I. Core Manufacturing Principles
Paper production, namely papermaking, is centered on the wet process. Plant fibers are dispersed into pulp in water, then formed into a web and dewatered. During dehydration, fibers bond into thin sheets through hydrogen bonds. In short, fibers are adhered by intermolecular attraction.
Nonwoven production directly lays fibers into a uniform web and reinforces it via physical or chemical means without spinning or weaving. Its core procedures are web formation and web consolidation.
Specially, wet-laid nonwovens are fiber webs formed by dewatering a mixture of water, fibers and chemical additives in special forming machines, further consolidated by physical or chemical treatments.
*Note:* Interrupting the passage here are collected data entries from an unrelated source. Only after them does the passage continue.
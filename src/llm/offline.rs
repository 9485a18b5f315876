use async_trait::async_trait;

use crate::core::errors::ApiError;

use super::provider::CompletionProvider;
use super::types::CompletionRequest;

/// Placeholder provider used when no API key is configured. Keeps the rest
/// of the system testable offline: completions return a clearly labeled
/// placeholder and embeddings are reported as unavailable, which selects the
/// keyword retrieval fallback.
pub struct OfflineProvider;

#[async_trait]
impl CompletionProvider for OfflineProvider {
    fn name(&self) -> &str {
        "offline"
    }

    async fn complete(&self, request: CompletionRequest) -> Result<String, ApiError> {
        let query = request
            .messages
            .last()
            .map(|m| m.content.as_str())
            .unwrap_or_default();
        Ok(format!(
            "[offline placeholder] No completion provider is configured; set \
SANCTA_API_KEY to enable generated answers. Your question was: {}",
            query
        ))
    }

    async fn embed(&self, _text: &str) -> Result<Vec<f32>, ApiError> {
        Err(ApiError::Provider(
            "embeddings are unavailable in offline mode".to_string(),
        ))
    }

    fn supports_embeddings(&self) -> bool {
        false
    }
}
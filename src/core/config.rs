//! Application configuration.
//!
//! Defaults cover the reference deployment; an optional TOML file overrides
//! them, and the completion binding additionally reads `SANCTA_API_KEY` and
//! `SANCTA_BASE_URL` from the environment. A missing API key never fails
//! startup; the provider degrades to an offline placeholder instead.

use std::path::{Path, PathBuf};

use serde::{Deserialize, Serialize};

use crate::core::errors::ApiError;

#[derive(Debug, Clone, Default, Serialize, Deserialize)]
#[serde(default)]
pub struct AppConfig {
    pub server: ServerConfig,
    pub completion: CompletionConfig,
    pub retrieval: RetrievalConfig,
    pub retention: RetentionConfig,
    /// When set, logs are also written to daily-rolling files in this directory.
    pub log_dir: Option<PathBuf>,
}

#[derive(Debug, Clone, Serialize, Deserialize)]
#[serde(default)]
pub struct ServerConfig {
    pub host: String,
    pub port: u16,
}

impl Default for ServerConfig {
    fn default() -> Self {
        Self {
            host: "127.0.0.1".to_string(),
            port: 8080,
        }
    }
}

#[derive(Debug, Clone, Serialize, Deserialize)]
#[serde(default)]
pub struct CompletionConfig {
    /// Bearer token for the OpenAI-compatible endpoint. Absent key selects
    /// the offline placeholder provider.
    pub api_key: Option<String>,
    pub base_url: String,
    pub model: String,
    pub embedding_model: String,
    pub temperature: f64,
    pub max_tokens: u32,
    /// Client-level timeout for completion/embedding calls. A timed-out call
    /// surfaces as a provider failure; it is never retried automatically.
    pub request_timeout_secs: u64,
}

impl Default for CompletionConfig {
    fn default() -> Self {
        Self {
            api_key: None,
            base_url: "https://api.openai.com".to_string(),
            model: "gpt-4o-mini".to_string(),
            embedding_model: "text-embedding-3-small".to_string(),
            temperature: 0.5,
            max_tokens: 1500,
            request_timeout_secs: 60,
        }
    }
}

#[derive(Debug, Clone, Serialize, Deserialize)]
#[serde(default)]
pub struct RetrievalConfig {
    /// Number of source references retrieved per query.
    pub top_k: usize,
    /// Character budget per source snippet in the assembled prompt.
    pub snippet_budget: usize,
    /// Number of trailing history messages included in the prompt.
    pub history_window: usize,
}

impl Default for RetrievalConfig {
    fn default() -> Self {
        Self {
            top_k: 3,
            snippet_budget: 1000,
            history_window: 5,
        }
    }
}

#[derive(Debug, Clone, Serialize, Deserialize)]
#[serde(default)]
pub struct RetentionConfig {
    /// Cap on messages returned to callers per chat. Reads only; persistence
    /// is bounded by the eviction ceilings below.
    pub returned_messages: usize,
    pub max_messages_per_chat: usize,
    pub max_chats_per_user: usize,
    pub max_total_messages: usize,
    pub sweep_interval_secs: u64,
}

impl Default for RetentionConfig {
    fn default() -> Self {
        Self {
            returned_messages: 5,
            max_messages_per_chat: 20,
            max_chats_per_user: 25,
            max_total_messages: 500,
            sweep_interval_secs: 900,
        }
    }
}

impl AppConfig {
    /// Loads configuration: defaults, then the TOML file if one exists at
    /// `path`, then environment overrides.
    pub fn load(path: Option<&Path>) -> Result<Self, ApiError> {
        let mut config = match path {
            Some(path) if path.exists() => {
                let raw = std::fs::read_to_string(path).map_err(ApiError::internal)?;
                toml::from_str(&raw)
                    .map_err(|e| ApiError::Validation(format!("invalid config file: {}", e)))?
            }
            _ => Self::default(),
        };
        config.apply_env();
        Ok(config)
    }

    fn apply_env(&mut self) {
        if let Ok(key) = std::env::var("SANCTA_API_KEY") {
            if !key.trim().is_empty() {
                self.completion.api_key = Some(key);
            }
        }
        if let Ok(url) = std::env::var("SANCTA_BASE_URL") {
            if !url.trim().is_empty() {
                self.completion.base_url = url;
            }
        }
    }
}

#[cfg(test)]
mod tests {
    use std::io::Write;

    use super::*;

    #[test]
    fn defaults_match_reference_values() {
        let config = AppConfig::default();
        assert_eq!(config.retrieval.top_k, 3);
        assert_eq!(config.retrieval.snippet_budget, 1000);
        assert_eq!(config.retrieval.history_window, 5);
        assert_eq!(config.retention.returned_messages, 5);
        assert_eq!(config.retention.max_messages_per_chat, 20);
        assert_eq!(config.retention.max_chats_per_user, 25);
        assert_eq!(config.retention.max_total_messages, 500);
        assert_eq!(config.retention.sweep_interval_secs, 900);
        assert_eq!(config.completion.temperature, 0.5);
        assert_eq!(config.completion.max_tokens, 1500);
        assert!(config.completion.api_key.is_none());
    }

    #[test]
    fn partial_file_overrides_only_named_fields() {
        let mut file = tempfile::NamedTempFile::new().expect("temp file");
        writeln!(
            file,
            "[retrieval]\ntop_k = 5\n\n[completion]\nmodel = \"local-model\"\n"
        )
        .expect("write config");

        let config = AppConfig::load(Some(file.path())).expect("load config");
        assert_eq!(config.retrieval.top_k, 5);
        assert_eq!(config.completion.model, "local-model");
        // Untouched sections keep their defaults.
        assert_eq!(config.retrieval.history_window, 5);
        assert_eq!(config.retention.max_messages_per_chat, 20);
    }

    #[test]
    fn missing_file_falls_back_to_defaults() {
        let config =
            AppConfig::load(Some(Path::new("/nonexistent/sancta.toml"))).expect("load config");
        assert_eq!(config.retrieval.top_k, 3);
    }
}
It shall be emphasized that the integrity and mechanical properties of wet-laid nonwoven webs are not mainly reinforced by hydrogen bonding. Such fiber aggregates are defined as wet-laid nonwovens.
To distinguish wet-laid nonwovens from paper, unified criteria are formulated: materials are classified as nonwovens if fibers with a slenderness ratio over 300 account for more than 50% of the total mass; or if such fibers exceed 30% by mass with a density lower than 0.4 g/cm³. Otherwise, they are categorized as paper. Therefore, wet-laid nonwovens feature lower density, longer fibers and non-hydrogen-bond dominant bonding.
II. Differences in Raw Materials
Paper adopts relatively single raw materials, mainly short natural plant fibers such as wood pulp and bamboo pulp.
Nonwovens have extensive raw material sources covering almost all fiber types:
- Synthetic fibers: Polypropylene, polyester (mainstream materials)
- Natural fibers: Cotton, linen, silk and wool
- Regenerated fibers: Viscose fiber
- Special fibers: Glass fiber, carbon fiber
III. Structural and Performance Differences
Paper fibers are arranged in a two-dimensional plane with tight combination and tiny pores.
Nonwoven fibers present a three-dimensional network structure with fluffy texture and large connected pores.
- Strength: The strength of paper drops sharply when wet (excluding wet-strength paper); nonwovens maintain excellent strength in both dry and wet conditions, and most are washable.
- Hand feel and function: Paper is thin, smooth and homogeneous, suitable for printing; nonwovens are highly customizable in performance, available in soft, thick, lightweight or rigid styles, and possess outstanding air permeability, filtration performance and elasticity.
- Durability: Paper is mostly disposable; nonwovens include disposable products (medical supplies) and durable products (shopping bags, geotextiles).
IV. Differences in Typical Applications
Paper: Used for writing, printing, packaging, household paper (toilet paper, facial tissue), paper cups and paper bags, focusing on information recording, storage and sanitary absorption.
Nonwovens:
- Medical and hygiene: Surgical gowns, face masks, wet wipes, diaper top sheets, etc.
- Industry and agriculture: Filter materials, geotextiles, thermal insulation materials, etc.
- Daily life: Shopping bags, home decorations, garment interlinings, tea bags, etc.
- Advanced fields: Battery separators, composite substrates, smart fabrics, etc.
They are mainly applied for isolation and protection, filtration and separation, structural reinforcement and liquid storage.
V. Differences in Environmental Characteristics
Paper is made of renewable and biodegradable raw materials with mature recycling technologies, yet it consumes forest resources and is mostly disposable.
Nonwovens have complex environmental impacts. Disposable nonwoven products such as masks cause environmental pressure, while durable products like reusable shopping bags reduce waste. Meanwhile, biodegradable nonwovens represented by polylactic acid (PLA) materials are developing rapidly and emerging as a new mainstream demand for environmental protection.